Matter intake policies and guidelines might sound like bureaucratic mumbo jumbo, but they can prevent a lot of headaches and inefficiencies. Too many firms fail to communicate expectations to their partners. As a result, every partner sets their own standards and makes their own mistakes. For example, a firm could have guidelines that mandate the minimum fee expected from every client. Make it explicitly clear that all clients will get billed monthly and all clients are expected to pay their bills within 30 to 45 days. In addition, it helps if you attempt to get a fee deposit equal to X months of fees. Apply that deposit to the final invoice and not the first.

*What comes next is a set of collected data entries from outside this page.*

//! Store contracts and the command (unit of work) machinery.
//!
//! Every public engine operation runs inside a command. Data managers that
//! mutate state during the command enlist themselves on the context; when
//! the command closes they receive the outcome and either keep their changes
//! (`Complete`) or compensate them (`Failure`). The compensation bookkeeping
//! itself lives in the managers, keyed by command id — there is no ambient
//! or thread-local state anywhere in this path.

use std::sync::{Arc, Mutex};

use tracing::debug;
use uuid::Uuid;

use crate::error::CmmnError;

// ─── Entity contract ──────────────────────────────────────────

/// Anything a data manager can store. Entities are kept and returned by
/// value; the manager clones on the way in and out.
pub trait Entity: Clone + Send + Sync + 'static {
    fn id(&self) -> &str;
    fn set_id(&mut self, id: String);
    fn is_deleted(&self) -> bool;
    fn set_deleted(&mut self, deleted: bool);

    /// Optimistic revision. Immutable entities keep the no-op defaults.
    fn revision(&self) -> i32 {
        0
    }
    fn bump_revision(&mut self) {}
}

// ─── Id generation ────────────────────────────────────────────

/// Id source for inserts. Injected so tests can use predictable ids.
pub trait IdGenerator: Send + Sync {
    fn next_id(&self) -> String;
}

/// Default generator: time-ordered UUIDv7, so insertion order and id order
/// agree without extra sequence counters.
#[derive(Debug, Default)]
pub struct UuidV7IdGenerator;

impl IdGenerator for UuidV7IdGenerator {
    fn next_id(&self) -> String {
        Uuid::now_v7().to_string()
    }
}

// ─── Command context ──────────────────────────────────────────

/// How a command ended. Managers compensate on `Failure` and simply drop
/// their bookkeeping on `Complete`.
#[derive(Clone, Copy, Debug, PartialEq, Eq)]
pub enum CommandOutcome {
    Complete,
    Failure,
}

/// A party interested in command close events. Data managers implement this.
pub trait CommandParticipant: Send + Sync {
    fn command_closed(&self, command_id: Uuid, outcome: CommandOutcome);
}

/// Handle for one unit of work. Store calls take it explicitly; managers
/// enlist on first mutation so only touched stores see the close event.
pub struct CommandContext {
    command_id: Uuid,
    participants: Mutex<Vec<Arc<dyn CommandParticipant>>>,
}

impl CommandContext {
    pub fn new() -> Self {
        Self {
            command_id: Uuid::now_v7(),
            participants: Mutex::new(Vec::new()),
        }
    }

    pub fn command_id(&self) -> Uuid {
        self.command_id
    }

    /// Registers a participant for the close event. Enlisting the same
    /// participant twice is fine; it is recorded once.
    pub fn enlist(&self, participant: Arc<dyn CommandParticipant>) {
        let mut participants = match self.participants.lock() {
            Ok(p) => p,
            Err(poisoned) => poisoned.into_inner(),
        };
        if !participants.iter().any(|p| Arc::ptr_eq(p, &participant)) {
            participants.push(participant);
        }
    }

    /// Closes the command, delivering the outcome to every enlisted
    /// participant in enlistment order.
    pub fn close(self, outcome: CommandOutcome) {
        let participants = match self.participants.into_inner() {
            Ok(p) => p,
            Err(poisoned) => poisoned.into_inner(),
        };
        debug!(command_id = %self.command_id, ?outcome, participants = participants.len(), "command closed");
        for participant in participants {
            participant.command_closed(self.command_id, outcome);
        }
    }
}

impl Default for CommandContext {
    fn default() -> Self {
        Self::new()
    }
}

// ─── Command executor ─────────────────────────────────────────

/// Runs a closure as one command on the calling thread. `Ok` closes with
/// `Complete`, `Err` with `Failure`; either way the result passes through.
#[derive(Debug, Default)]
pub struct CommandExecutor;

impl CommandExecutor {
    pub fn new() -> Self {
        Self
    }

    pub fn execute<R>(
        &self,
        work: impl FnOnce(&CommandContext) -> Result<R, CmmnError>,
    ) -> Result<R, CmmnError> {
        let ctx = CommandContext::new();
        debug!(command_id = %ctx.command_id(), "command opened");
        let result = work(&ctx);
        let outcome = match &result {
            Ok(_) => CommandOutcome::Complete,
            Err(_) => CommandOutcome::Failure,
        };
        ctx.close(outcome);
        result
    }
}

It is also beneficial to do an objective assessment to find out if the client has the ability and will to pay their bills. Has this client used and fired another law firm on this matter? Is this client reluctant to pay you a fee deposit? If they can’t pay the fee deposit, how will they ensure they will pay you the full fee? If the client had previous matters in your firm, what are the payment patterns, what issues or scenarios have occurred for nonpayment of bills or reasons for write-offs? In the best-run firms, whether large or small, a person other than the primary lawyer, such as a management committee member or a practice group head, typically approves or disapproves all new clients and matters by looking at each individual scenario from the firm's point of view. The problem with many firms is that they implement this procedure in form, not function. If you have such a procedure in your firm, ask your leaders how many matters they reject. If their answer is zero, your firm has a policy in form, not function, and you are likely wasting time without producing results. Great firms routinely reject between five and 20 percent of all new clients.

Ask for Retainers or Deposits in Advance

Do your engagement letters ask for retainers or a fee deposit? Is it a meaningful amount? Is there a possibility or a clause in the engagement letter for replenishment?

Sometimes a client might not want to pay a retainer or deposit, or you might not want to ask for one. However, as a practice and a policy, make this a routine part of the client matter engagement process. Many partners feel that asking for a fee deposit is unrealistic, but it is likely their primary competitor routinely asks for, and gets, deposits from 50 percent or more of the same clients.

In many jurisdictions, the rules regarding applying fee deposits differ greatly from the application of disbursement deposits, so follow the relevant bar association rules.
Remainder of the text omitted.